Please say how many lines in the records below contain the word "AudioOutputConfiguration". Give the number and nothing more.

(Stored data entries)
────────────────

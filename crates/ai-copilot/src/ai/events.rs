//! The tagged AI event union (spec §3, §4.7): a closed set of inbound
//! variants parsed from the provider's chunked event stream, and the
//! outbound variants this driver produces. Each chunk on the wire is a
//! JSON object with a single `event` property holding one of these
//! tagged shapes — modeled here as an externally tagged enum rather than
//! dynamic dispatch on a handler hierarchy (§9 redesign note).

use serde::{Deserialize, Serialize};
use serde_json::Map;

/// The four roles used across content segments.
#[derive(Debug, Clone, Copy, PartialEq, Eq, Serialize, Deserialize)]
#[serde(rename_all = "UPPERCASE")]
pub enum Role {
    Assistant,
    User,
    System,
    Tool,
}

/// One inbound event from the AI provider, matching spec §3's closed set.
#[derive(Debug, Clone, Deserialize)]
#[serde(rename_all = "camelCase")]
pub enum InboundEvent {
    CompletionStart(CompletionStart),
    ContentStart(ContentStart),
    TextOutput(TextOutput),
    AudioOutput(AudioOutput),
    ToolUse(ToolUse),
    ContentEnd(ContentEnd),
    CompletionEnd(CompletionEnd),
    UserInterrupt(UserInterrupt),
    UsageEvent(UsageEvent),
}

#[derive(Debug, Deserialize)]
struct InboundEnvelope {
    event: InboundEvent,
}

/// Parse one chunk of the event stream into its tagged inbound event.
pub fn parse_inbound_chunk(bytes: &[u8]) -> serde_json::Result<InboundEvent> {
    let envelope: InboundEnvelope = serde_json::from_slice(bytes)?;
    Ok(envelope.event)
}

#[derive(Debug, Clone, Deserialize)]
#[serde(rename_all = "camelCase")]
pub struct CompletionStart {
    #[serde(default)]
    pub prompt_name: Option<String>,
}

#[derive(Debug, Clone, Deserialize)]
#[serde(rename_all = "camelCase")]
pub struct ContentStart {
    pub role: Role,
    #[serde(rename = "type", default)]
    pub content_type: Option<String>,
}

#[derive(Debug, Clone, Deserialize)]
#[serde(rename_all = "camelCase")]
pub struct TextOutput {
    pub content: String,
    pub role: Role,
}

impl TextOutput {
    /// Whether this text output carries the literal interrupt marker
    /// (§4.7: `{ "interrupted" : true }`).
    pub fn is_interrupt_marker(&self) -> bool {
        self.content.contains("\"interrupted\"") && self.content.contains("true")
    }
}

#[derive(Debug, Clone, Deserialize)]
#[serde(rename_all = "camelCase")]
pub struct AudioOutput {
    pub content: String,
    pub role: Role,
}

#[derive(Debug, Clone, Deserialize)]
#[serde(rename_all = "camelCase")]
pub struct ToolUse {
    pub tool_use_id: String,
    pub tool_name: String,
    pub content: String,
}

#[derive(Debug, Clone, Deserialize)]
#[serde(rename_all = "camelCase")]
pub struct ContentEnd {
    #[serde(default)]
    pub stop_reason: Option<String>,
    #[serde(default)]
    pub role: Option<Role>,
    #[serde(rename = "type", default)]
    pub content_type: Option<String>,
}

impl ContentEnd {
    /// §4.7/§9: any `stopReason` containing "INTERRUPT" (case-insensitive)
    /// is a barge-in signal.
    pub fn is_interrupt(&self) -> bool {
        self.stop_reason
            .as_deref()
            .map(|reason| reason.to_uppercase().contains("INTERRUPT"))
            .unwrap_or(false)
    }

    pub fn is_tool_content(&self) -> bool {
        self.content_type.as_deref() == Some("TOOL")
    }
}

#[derive(Debug, Clone, Deserialize)]
#[serde(rename_all = "camelCase")]
pub struct CompletionEnd {
    #[serde(default)]
    pub stop_reason: Option<String>,
}

#[derive(Debug, Clone, Default, Deserialize)]
pub struct UserInterrupt {}

#[derive(Debug, Clone, Deserialize)]
pub struct UsageEvent {
    #[serde(flatten)]
    pub counters: Map<String, serde_json::Value>,
}

// --- Outbound events (driven by this crate toward the AI provider) ---

#[derive(Debug, Clone, Serialize)]
#[serde(rename_all = "camelCase")]
pub struct AudioOutputConfiguration {
    pub media_type: String,
    pub sample_rate: u32,
    pub sample_size: u32,
    pub channels: u32,
    pub voice_id: String,
    pub encoding: String,
}

#[derive(Debug, Clone, Serialize)]
#[serde(rename_all = "camelCase")]
pub struct AudioInputConfiguration {
    pub media_type: String,
    pub sample_rate: u32,
    pub sample_size: u32,
    pub channels: u32,
    pub encoding: String,
    pub audio_type: String,
}

#[derive(Debug, Clone, Serialize)]
#[serde(rename_all = "camelCase")]
pub struct TextOutputConfiguration {
    pub media_type: String,
}

#[derive(Debug, Clone, Serialize)]
#[serde(rename_all = "camelCase")]
pub struct ToolSpecWire {
    pub name: String,
    pub description: String,
    pub input_schema: serde_json::Value,
}

#[derive(Debug, Clone, Serialize)]
#[serde(rename_all = "camelCase")]
pub struct ToolConfiguration {
    pub tools: Vec<ToolSpecWire>,
}

#[derive(Debug, Clone, Serialize)]
#[serde(rename_all = "camelCase")]
pub struct SessionStartBody {
    pub temperature: f32,
    pub top_p: f32,
    pub max_tokens: u32,
}

#[derive(Debug, Clone, Serialize)]
#[serde(rename_all = "camelCase")]
pub struct PromptStartBody {
    pub prompt_name: String,
    pub text_output_configuration: TextOutputConfiguration,
    pub audio_output_configuration: AudioOutputConfiguration,
    pub tool_configuration: ToolConfiguration,
}

#[derive(Debug, Clone, Serialize)]
#[serde(rename_all = "camelCase")]
pub struct TextInputBody {
    pub prompt_name: String,
    pub content_name: String,
    pub role: Role,
    pub content: String,
}

#[derive(Debug, Clone, Serialize)]
#[serde(rename_all = "camelCase")]
pub struct ContentStartBody {
    pub prompt_name: String,
    pub content_name: String,
    #[serde(rename = "type")]
    pub content_type: String,
    pub interactive: bool,
    #[serde(skip_serializing_if = "Option::is_none")]
    pub audio_input_configuration: Option<AudioInputConfiguration>,
}

#[derive(Debug, Clone, Serialize)]
#[serde(rename_all = "camelCase")]
pub struct AudioInputBody {
    pub prompt_name: String,
    pub content_name: String,
    pub role: Role,
    pub content: String,
}

#[derive(Debug, Clone, Serialize)]
#[serde(rename_all = "camelCase")]
pub struct ToolResultBody {
    pub prompt_name: String,
    pub tool_use_id: String,
    pub content: serde_json::Value,
}

#[derive(Debug, Clone, Serialize)]
#[serde(rename_all = "camelCase")]
pub struct ContentEndBody {
    pub prompt_name: String,
    pub content_name: String,
}

/// The outbound event union (spec §4.7 steps 1-6).
#[derive(Debug, Clone, Serialize)]
#[serde(rename_all = "camelCase")]
pub enum OutboundEvent {
    SessionStart(SessionStartBody),
    PromptStart(PromptStartBody),
    TextInput(TextInputBody),
    ContentStart(ContentStartBody),
    AudioInput(AudioInputBody),
    ToolResult(ToolResultBody),
    ContentEnd(ContentEndBody),
}

#[derive(Debug, Serialize)]
struct OutboundEnvelope<'a> {
    event: &'a OutboundEvent,
}

/// Serialize one outbound event into the `{"event": {...}}` envelope the
/// wire format requires.
pub fn encode_outbound_chunk(event: &OutboundEvent) -> serde_json::Result<Vec<u8>> {
    serde_json::to_vec(&OutboundEnvelope { event })
}

#[cfg(test)]
mod tests {
    use super::*;

    #[test]
    fn parses_completion_start() {
        let chunk = br#"{"event":{"completionStart":{"promptName":"p1"}}}"#;
        let event = parse_inbound_chunk(chunk).unwrap();
        assert!(matches!(event, InboundEvent::CompletionStart(ref c) if c.prompt_name.as_deref() == Some("p1")));
    }

    #[test]
    fn parses_content_end_with_interrupt_stop_reason() {
        let chunk = br#"{"event":{"contentEnd":{"stopReason":"USER_INTERRUPTION","role":"ASSISTANT"}}}"#;
        let event = parse_inbound_chunk(chunk).unwrap();
        match event {
            InboundEvent::ContentEnd(end) => assert!(end.is_interrupt()),
            other => panic!("unexpected variant: {other:?}"),
        }
    }

    #[test]
    fn content_end_without_interrupt_stop_reason_is_not_an_interrupt() {
        let end = ContentEnd { stop_reason: Some("END_TURN".to_string()), role: Some(Role::Assistant), content_type: None };
        assert!(!end.is_interrupt());
    }

    #[test]
    fn text_output_detects_interrupt_marker() {
        let text = TextOutput { content: r#"{ "interrupted" : true }"#.to_string(), role: Role::Assistant };
        assert!(text.is_interrupt_marker());
        let clean = TextOutput { content: "hello there".to_string(), role: Role::Assistant };
        assert!(!clean.is_interrupt_marker());
    }

    #[test]
    fn unknown_event_type_fails_to_parse_and_is_tolerated_by_the_driver() {
        let chunk = br#"{"event":{"somethingNew":{}}}"#;
        assert!(parse_inbound_chunk(chunk).is_err());
    }

    #[test]
    fn outbound_session_start_encodes_under_event_envelope() {
        let event = OutboundEvent::SessionStart(SessionStartBody { temperature: 0.7, top_p: 0.9, max_tokens: 1024 });
        let bytes = encode_outbound_chunk(&event).unwrap();
        let text = String::from_utf8(bytes).unwrap();
        assert!(text.starts_with(r#"{"event":{"sessionStart":"#));
    }
}
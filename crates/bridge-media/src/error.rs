//! Error handling for the frame/queue/reframer crate.

use thiserror::Error;

/// Result type alias for media operations.
pub type Result<T> = std::result::Result<T, MediaError>;

/// Errors raised constructing or operating on audio frames and queues.
#[derive(Error, Debug)]
pub enum MediaError {
    /// A buffer handed to `AudioFrame::new` was not exactly `F` bytes.
    #[error("audio frame must be exactly {expected} bytes, got {actual}")]
    WrongFrameSize { expected: usize, actual: usize },

    /// An unsupported `(sample_rate, frame_bytes)` pair was requested.
    #[error("unsupported sample config: {sample_rate}Hz / {frame_bytes} bytes per frame")]
    UnsupportedSampleConfig { sample_rate: u32, frame_bytes: usize },
}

────────────────

*RESPONSE AREA*: 2